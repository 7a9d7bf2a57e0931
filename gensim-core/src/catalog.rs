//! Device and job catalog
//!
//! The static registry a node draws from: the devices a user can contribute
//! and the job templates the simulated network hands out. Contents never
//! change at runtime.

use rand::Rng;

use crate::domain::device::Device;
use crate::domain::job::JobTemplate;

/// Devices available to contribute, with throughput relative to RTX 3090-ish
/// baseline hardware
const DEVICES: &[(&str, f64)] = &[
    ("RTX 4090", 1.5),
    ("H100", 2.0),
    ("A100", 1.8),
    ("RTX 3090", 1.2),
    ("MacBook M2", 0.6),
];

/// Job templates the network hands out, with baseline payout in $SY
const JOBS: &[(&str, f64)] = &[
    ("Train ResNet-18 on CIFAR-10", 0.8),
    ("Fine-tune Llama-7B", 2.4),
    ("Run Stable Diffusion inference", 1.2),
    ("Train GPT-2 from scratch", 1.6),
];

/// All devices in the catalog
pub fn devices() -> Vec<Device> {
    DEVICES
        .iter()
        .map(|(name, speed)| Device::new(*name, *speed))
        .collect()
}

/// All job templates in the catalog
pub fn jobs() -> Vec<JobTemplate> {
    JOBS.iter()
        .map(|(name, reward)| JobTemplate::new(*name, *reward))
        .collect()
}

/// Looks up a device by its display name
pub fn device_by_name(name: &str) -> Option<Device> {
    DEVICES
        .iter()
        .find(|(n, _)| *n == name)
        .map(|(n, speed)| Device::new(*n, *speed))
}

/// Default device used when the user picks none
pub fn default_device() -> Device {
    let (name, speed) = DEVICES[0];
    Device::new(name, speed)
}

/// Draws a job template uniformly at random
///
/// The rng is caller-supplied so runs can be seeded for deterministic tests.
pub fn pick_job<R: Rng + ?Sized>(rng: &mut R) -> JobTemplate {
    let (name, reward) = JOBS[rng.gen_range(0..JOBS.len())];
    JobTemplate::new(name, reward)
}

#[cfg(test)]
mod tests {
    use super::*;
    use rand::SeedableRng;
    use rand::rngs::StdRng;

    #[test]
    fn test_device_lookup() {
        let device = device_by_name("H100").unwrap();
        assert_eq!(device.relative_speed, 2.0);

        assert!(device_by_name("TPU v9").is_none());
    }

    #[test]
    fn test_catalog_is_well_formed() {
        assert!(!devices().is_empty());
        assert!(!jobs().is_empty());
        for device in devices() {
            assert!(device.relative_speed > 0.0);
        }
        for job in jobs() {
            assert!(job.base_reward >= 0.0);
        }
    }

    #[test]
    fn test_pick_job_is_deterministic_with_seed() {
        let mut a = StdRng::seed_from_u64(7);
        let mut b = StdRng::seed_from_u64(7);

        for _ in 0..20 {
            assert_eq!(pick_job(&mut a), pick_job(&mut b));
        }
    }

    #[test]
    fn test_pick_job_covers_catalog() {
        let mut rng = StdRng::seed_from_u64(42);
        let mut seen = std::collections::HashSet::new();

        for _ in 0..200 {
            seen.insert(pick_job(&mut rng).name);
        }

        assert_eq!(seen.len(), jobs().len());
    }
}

____________________

WORK REQUIRED → Copy every line above that holds the word "hands".

RESULT OF THIS TASK →
//! and the job templates the simulated network hands out. Contents never
/// Job templates the network hands out, with baseline payout in $SY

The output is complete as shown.